RNA m ⁶A methylation regulates the epithelial mesenchymal transition of cancer cells and translation of Snail

N6-Methyladenosine (m ⁶A) modification has been implicated in the progression of several cancers. We reveal that during epithelial-mesenchymal transition (EMT), one important step for cancer cell metastasis, m ⁶A modification of mRNAs increases in cancer cells.

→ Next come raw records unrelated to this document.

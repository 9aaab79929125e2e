//! A hash-map with a fixed hasher, so iteration order only depends on the inserted keys.

pub use hashbrown::hash_map::Entry;

/// Hashmap using [`hashbrown::HashMap`] with a fixed-seed [`foldhash`] hasher.
pub type HashMap<K, V> = hashbrown::hash_map::HashMap<K, V, foldhash::fast::FixedState>;
use crate::math::{Point, Real};
use crate::shape::{PolygonShape, Quad, Triangle, Vertex};
use std::fmt;

/// The side of a unit block a polygon is hidden by.
///
/// This is rendering metadata carried along the mesh. It doesn’t affect voxelization.
#[cfg_attr(
    feature = "serde-serialize",
    derive(Serialize, Deserialize),
    serde(try_from = "i32", into = "i32")
)]
#[derive(Copy, Clone, Debug, Default, PartialEq, Eq, Hash)]
pub enum CullFace {
    /// The polygon is never culled.
    #[default]
    None,
    /// Culled by the neighbor below (`-Y`).
    Down,
    /// Culled by the neighbor above (`+Y`).
    Up,
    /// Culled by the neighbor at `-Z`.
    North,
    /// Culled by the neighbor at `+Z`.
    South,
    /// Culled by the neighbor at `-X`.
    West,
    /// Culled by the neighbor at `+X`.
    East,
}

/// Error returned when converting an out-of-range integer into a [`CullFace`].
#[derive(thiserror::Error, Copy, Clone, Debug, PartialEq, Eq)]
#[error("invalid cull face index {0}, expected a value in [-1, 5]")]
pub struct InvalidCullFace(pub i32);

impl CullFace {
    /// All the cull faces, ordered by index.
    pub const ALL: [CullFace; 7] = [
        CullFace::None,
        CullFace::Down,
        CullFace::Up,
        CullFace::North,
        CullFace::South,
        CullFace::West,
        CullFace::East,
    ];

    /// The integer index of this cull face, from `-1` (`None`) to `5` (`East`).
    #[inline]
    pub fn index(self) -> i32 {
        match self {
            CullFace::None => -1,
            CullFace::Down => 0,
            CullFace::Up => 1,
            CullFace::North => 2,
            CullFace::South => 3,
            CullFace::West => 4,
            CullFace::East => 5,
        }
    }
}

impl TryFrom<i32> for CullFace {
    type Error = InvalidCullFace;

    fn try_from(index: i32) -> Result<Self, Self::Error> {
        match index {
            -1 => Ok(CullFace::None),
            0 => Ok(CullFace::Down),
            1 => Ok(CullFace::Up),
            2 => Ok(CullFace::North),
            3 => Ok(CullFace::South),
            4 => Ok(CullFace::West),
            5 => Ok(CullFace::East),
            _ => Err(InvalidCullFace(index)),
        }
    }
}

impl From<CullFace> for i32 {
    fn from(face: CullFace) -> i32 {
        face.index()
    }
}

impl fmt::Display for CullFace {
    fn fmt(&self, f: &mut fmt::Formatter<'_>) -> fmt::Result {
        let name = match self {
            CullFace::None => "none",
            CullFace::Down => "down",
            CullFace::Up => "up",
            CullFace::North => "north",
            CullFace::South => "south",
            CullFace::West => "west",
            CullFace::East => "east",
        };
        f.write_str(name)
    }
}

/// Per-polygon rendering metadata.
#[cfg_attr(
    feature = "serde-serialize",
    derive(Serialize, Deserialize),
    serde(default)
)]
#[derive(Copy, Clone, Debug, Default, PartialEq, Eq, Hash)]
pub struct PolygonData {
    /// The index of the texture applied to the polygon.
    pub texture: u32,
    /// The tint index of the polygon, if it is tinted.
    pub tint: Option<u32>,
    /// The side this polygon is culled by.
    pub cull_face: CullFace,
}

impl PolygonData {
    /// Polygon data with the given texture, no tint, and no cull face.
    pub fn with_texture(texture: u32) -> Self {
        Self {
            texture,
            ..Self::default()
        }
    }
}

/// A polygon of a face, referencing the vertices of that face by index.
#[cfg_attr(feature = "serde-serialize", derive(Serialize, Deserialize))]
#[derive(Copy, Clone, Debug, PartialEq, Eq, Hash)]
pub enum Polygon {
    /// A triangle.
    Triangle {
        /// Indices of the three vertices in the owning face.
        indices: [u32; 3],
        /// Metadata of this triangle.
        data: PolygonData,
    },
    /// A quad.
    Quad {
        /// Indices of the four vertices in the owning face, in counter-clockwise order.
        indices: [u32; 4],
        /// Metadata of this quad.
        data: PolygonData,
    },
}

impl Polygon {
    /// The vertex indices of this polygon.
    #[inline]
    pub fn indices(&self) -> &[u32] {
        match self {
            Polygon::Triangle { indices, .. } => indices,
            Polygon::Quad { indices, .. } => indices,
        }
    }

    /// The metadata of this polygon.
    #[inline]
    pub fn data(&self) -> &PolygonData {
        match self {
            Polygon::Triangle { data, .. } | Polygon::Quad { data, .. } => data,
        }
    }

    /// Resolves the vertex indices of this polygon into its geometric shape.
    ///
    /// Returns `None` if any index is out of bounds of `vertices`.
    pub fn resolve(&self, vertices: &[Vertex]) -> Option<PolygonShape> {
        let pos = |i: u32| -> Option<Point<Real>> { vertices.get(i as usize).map(|v| v.pos) };

        match self {
            Polygon::Triangle { indices, .. } => Some(PolygonShape::Triangle(Triangle::new(
                pos(indices[0])?,
                pos(indices[1])?,
                pos(indices[2])?,
            ))),
            Polygon::Quad { indices, .. } => Some(PolygonShape::Quad(Quad::new(
                pos(indices[0])?,
                pos(indices[1])?,
                pos(indices[2])?,
                pos(indices[3])?,
            ))),
        }
    }
}
use crate::bounding_volume::Aabb;

/// A named group of faces of a [`Mesh`](crate::shape::Mesh).
///
/// Parts don't own geometry: they reference faces of their mesh by index. A face may belong to
/// several parts.
#[cfg_attr(feature = "serde-serialize", derive(Serialize))]
#[derive(Clone, Debug, PartialEq)]
pub struct Part {
    pub(crate) name: String,
    pub(crate) faces: Vec<u32>,
    pub(crate) aabb: Aabb,
}

impl Part {
    /// The name identifying this part within its mesh.
    #[inline]
    pub fn name(&self) -> &str {
        &self.name
    }

    /// The indices, in [`Mesh::faces`](crate::shape::Mesh::faces), of the faces of this part.
    #[inline]
    pub fn faces(&self) -> &[u32] {
        &self.faces
    }

    /// The bounding box of every polygon of this part.
    ///
    /// This is an invalid AABB if the part has no polygon.
    #[inline]
    pub fn local_aabb(&self) -> &Aabb {
        &self.aabb
    }
}
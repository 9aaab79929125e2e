use crate::math::{Isometry, Point, Point2, Real, Vector};

/// A mesh vertex: a position, a shading normal and texture coordinates.
#[cfg_attr(feature = "serde-serialize", derive(Serialize, Deserialize))]
#[derive(PartialEq, Debug, Copy, Clone)]
pub struct Vertex {
    /// The position of this vertex.
    pub pos: Point<Real>,
    /// The shading normal of this vertex. It isn’t necessarily normalized.
    pub normal: Vector<Real>,
    /// The texture coordinates of this vertex.
    pub uv: Point2<Real>,
}

impl Vertex {
    /// Creates a new vertex.
    #[inline]
    pub fn new(pos: Point<Real>, normal: Vector<Real>, uv: Point2<Real>) -> Self {
        Self { pos, normal, uv }
    }

    /// Creates a vertex with a zero normal and zero texture coordinates.
    #[inline]
    pub fn from_position(pos: Point<Real>) -> Self {
        Self::new(pos, Vector::zeros(), Point2::origin())
    }

    /// Are all the components of this vertex finite?
    #[inline]
    pub fn is_finite(&self) -> bool {
        self.pos.iter().all(|x| x.is_finite())
            && self.normal.iter().all(|x| x.is_finite())
            && self.uv.iter().all(|x| x.is_finite())
    }

    /// This vertex with its position and normal transformed by `m`.
    #[inline]
    pub fn transformed(&self, m: &Isometry<Real>) -> Self {
        Self::new(m * self.pos, m * self.normal, self.uv)
    }

    /// The key used to detect duplicate vertices.
    ///
    /// Negative zeros are normalized so that `0.0` and `-0.0` map to the same key.
    pub(crate) fn bits(&self) -> [u64; 8] {
        let bits = |x: Real| ((x as f64) + 0.0).to_bits();
        [
            bits(self.pos.x),
            bits(self.pos.y),
            bits(self.pos.z),
            bits(self.normal.x),
            bits(self.normal.y),
            bits(self.normal.z),
            bits(self.uv.x),
            bits(self.uv.y),
        ]
    }
}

Deletion of methyltransferase-like 3 (METTL3) down-regulates m ⁶A, impairs the migration, invasion and EMT of cancer cells both in vitro and in vivo. m ⁶A-sequencing and functional studies confirm that Snail, a key transcription factor of EMT, is involved in m ⁶A-regulated EMT. m ⁶A in Snail CDS, but not 3’UTR, triggers polysome-mediated translation of Snail mRNA in cancer cells. Loss and gain functional studies confirm that YTHDF1 mediates m ⁶A-increased translation of Snail mRNA. Moreover, the upregulation of METTL3 and YTHDF1 act as adverse prognosis factors for overall survival (OS) rate of liver cancer patients. Our study highlights the critical roles of m ⁶A on regulation of EMT in cancer cells and translation of Snail during this process.

RNA m6A methylation is known to be dysregulated in many cancers. Here, the authors show that m6A methylation of Snail mRNA regulates its translation with potential effects on epithelial mesenchymal transition.